I learned to spot the escalation early. I didn’t always feel calm, but I made a deliberate choice not to join the swirl of urgency he was creating. I responded with focus, offered solutions, and stayed present. After all, he was my boss—he carried responsibilities I didn’t and perhaps had access to pressures I couldn’t see. Alongside this, I made it a point to seek clarity rather than act on assumptions. When handling urgent emails and calls, I consistently asked for specific details and requested time to consult the appropriate department if needed. I always provided a clear timeline for what could be done, while also asking for his timeline. I made sure I had the relevant information and documentation on hand, so I could respond accurately and with context. Over time, I also learned to choose where to invest my energy—advocating firmly when something truly mattered, and allowing other issues to move forward without resistance.  I also started setting clear boundaries. No email responses after 7 p.m., no engagement before 8 a.m., and nothing from Friday evening until Monday morning. I didn’t broadcast it—I just lived it. And when my team members would message me worried about the unfolding situation, I reassured them: they didn’t have to match the pace. I assured them I would have their backs—and I did. They could opt out of the frenzy.

And it worked. Sometimes the issue resolved itself without my involvement. Other times, it didn’t—but either way, I stayed level-headed. I didn’t run in circles or mirror the frenzy. Instead, I learned to step back—like going up to the balcony—to observe what was really going on, clarify the request, and respond with purpose. I couldn’t always shield my time, but I didn’t let the situation completely derail me, my team, or the work that mattered most.

 

That’s the power of boundaries: they don’t fix the system, but they shift how you move through it.

When urgency becomes the norm, it’s easy to feel like there’s no space to reclaim—no time, no choice, no air. But even in fast-moving environments, small acts of intentionality can interrupt the cycle. Not to overhaul the system, but to preserve your ability to think, prioritize, and act with clarity.
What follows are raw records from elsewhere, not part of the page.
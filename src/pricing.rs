// SPDX-License-Identifier: AGPL-3.0-or-later
//
// Copyright (C) 2025 Daniel Negri
//
// This program is free software: you can redistribute it and/or modify
// it under the terms of the GNU Affero General Public License as published by
// the Free Software Foundation, either version 3 of the License, or
// (at your option) any later version.
//
// This program is distributed in the hope that it will be useful,
// but WITHOUT ANY WARRANTY; without even the implied warranty of
// MERCHANTABILITY or FITNESS FOR A PARTICULAR PURPOSE. See the
// GNU Affero General Public License for more details.
//
// You should have received a copy of the GNU Affero General Public License
// along with this program. If not, see <https://www.gnu.org/licenses/>.

//! Order pricing.
//!
//! Expands a requested basket of `(item, quantity)` pairs into priced lines
//! and a total. Pricing fails atomically: if any item in the basket is
//! missing or unavailable, the whole basket is rejected and every failing
//! id is reported.

use crate::base::ItemId;
use crate::catalog::PriceSource;
use crate::error::EngineError;
use chrono::Utc;
use rand::Rng;
use rust_decimal::Decimal;
use serde::{Deserialize, Serialize};
use std::fmt;

/// Meal tag carried on every order.
#[derive(Debug, Clone, Copy, PartialEq, Eq, Hash, Serialize, Deserialize)]
#[serde(rename_all = "SCREAMING_SNAKE_CASE")]
pub enum MealType {
    Breakfast,
    Lunch,
    EveningSnacks,
    Dinner,
    Other,
}

impl fmt::Display for MealType {
    fn fmt(&self, f: &mut fmt::Formatter<'_>) -> fmt::Result {
        let s = match self {
            MealType::Breakfast => "BREAKFAST",
            MealType::Lunch => "LUNCH",
            MealType::EveningSnacks => "EVENING_SNACKS",
            MealType::Dinner => "DINNER",
            MealType::Other => "OTHER",
        };
        write!(f, "{s}")
    }
}

/// One requested basket line before pricing.
#[derive(Debug, Clone, Copy, PartialEq, Eq, Serialize, Deserialize)]
pub struct BasketLine {
    pub item_id: ItemId,
    pub quantity: u32,
}

/// One basket line resolved against the catalog at call time.
#[derive(Debug, Clone, PartialEq, Serialize)]
pub struct PricedLine {
    pub item_id: ItemId,
    pub item_name: String,
    pub unit_price: Decimal,
    pub quantity: u32,
    pub subtotal: Decimal,
}

/// A fully priced basket: the input to the atomic booking transaction.
#[derive(Debug, Clone, PartialEq, Serialize)]
pub struct PricedOrder {
    pub meal_type: MealType,
    pub lines: Vec<PricedLine>,
    pub total: Decimal,
}

/// Prices a basket against the catalog snapshot.
///
/// Prices are read once, in a single [`PriceSource::resolve_prices`] call;
/// later catalog edits do not affect the returned [`PricedOrder`].
///
/// # Errors
///
/// - [`EngineError::InvalidBasket`] for an empty basket, a zero quantity,
///   or any missing/unavailable item (all offending ids listed).
/// - [`EngineError::DependencyUnavailable`] when the catalog backend fails;
///   this aborts pricing and is never swallowed.
pub fn price_basket(
    catalog: &dyn PriceSource,
    meal_type: MealType,
    basket: &[BasketLine],
) -> Result<PricedOrder, EngineError> {
    if basket.is_empty() {
        return Err(EngineError::InvalidBasket {
            reasons: vec!["basket must contain at least one item".into()],
        });
    }

    let ids: Vec<ItemId> = basket.iter().map(|line| line.item_id).collect();
    let quotes = catalog.resolve_prices(&ids)?;

    // Collect every failure before reporting, so the caller sees the whole
    // picture instead of the first bad line.
    let mut reasons = Vec::new();
    for line in basket {
        if line.quantity == 0 {
            reasons.push(format!("item {}: quantity must be positive", line.item_id));
            continue;
        }
        match quotes.get(&line.item_id) {
            None => reasons.push(format!("item {} not on the menu", line.item_id)),
            Some(quote) if !quote.available => {
                reasons.push(format!("item {} ({}) is unavailable", line.item_id, quote.name));
            }
            Some(_) => {}
        }
    }
    if !reasons.is_empty() {
        return Err(EngineError::InvalidBasket { reasons });
    }

    let lines: Vec<PricedLine> = basket
        .iter()
        .map(|line| {
            let quote = &quotes[&line.item_id];
            let subtotal = quote.unit_price * Decimal::from(line.quantity);
            PricedLine {
                item_id: line.item_id,
                item_name: quote.name.clone(),
                unit_price: quote.unit_price,
                quantity: line.quantity,
                subtotal,
            }
        })
        .collect();
    let total = lines.iter().map(|line| line.subtotal).sum();

    Ok(PricedOrder {
        meal_type,
        lines,
        total,
    })
}

/// Length of the random order-number suffix.
const ORDER_SUFFIX_LEN: usize = 6;

/// Alphabet the suffix is drawn from, uniformly.
const ORDER_SUFFIX_CHARSET: &[u8] = b"ABCDEFGHIJKLMNOPQRSTUVWXYZ0123456789";

/// Generates a human-legible order number: `ORD-YYYYMMDD-XXXXXX`.
///
/// Uniqueness is enforced at persistence time by the order store; callers
/// regenerate on collision (bounded by the engine config).
pub fn generate_order_number() -> String {
    let date = Utc::now().format("%Y%m%d");
    let mut rng = rand::thread_rng();
    let suffix: String = (0..ORDER_SUFFIX_LEN)
        .map(|_| ORDER_SUFFIX_CHARSET[rng.gen_range(0..ORDER_SUFFIX_CHARSET.len())] as char)
        .collect();
    format!("ORD-{date}-{suffix}")
}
Start with what you can protect. A block of time in your calendar that doesn’t get rescheduled. A project that stays in view, even if you can only move it forward slowly. A moment in your week to pause—not to plan, but to take stock.

These aren’t grand gestures. They’re anchor points. And they often begin with boundaries, not as a rigid wall, but as a form of discernment.

What do I need to keep intact in order to do meaningful work? What am I no longer willing to trade away for the sake of being available?

Setting boundaries in reactive environments isn’t about saying “no” to everything. It’s about making more deliberate choices about what deserves attention—and what doesn’t. That might mean declining a meeting where presence isn’t essential, or renegotiating a deadline before it escalates into a crisis. It might mean identifying one protected space in the week where urgency doesn’t get to take over.

These choices won’t solve systemic issues. But they can shape how one moves within them. Less reactive. More intentional. Still responsive—but not consumed.

And often, the simple act of naming what matters—and making even brief space for it—can begin to shift the rhythm of the day.

 

 Stepping Back

 

Not every demand can be deferred. Some situations truly require prompt responses. Some systems are built on urgency. Some habits—individual or institutional—won’t shift overnight. But not everything urgent is meant to be carried out, and not every demand merits full attention.

Reclaiming space—through boundaries, discernment, or even a moment to pause—isn’t about stepping away. It’s about remaining connected to what matters, even when the pace is relentless.

The pace around a professional may not be within their control. But there is still a choice in how to move within it.

And for those seeking to find their voice, establish presence, or step into new responsibilities, sometimes that quiet, steady choice is where leadership truly begins.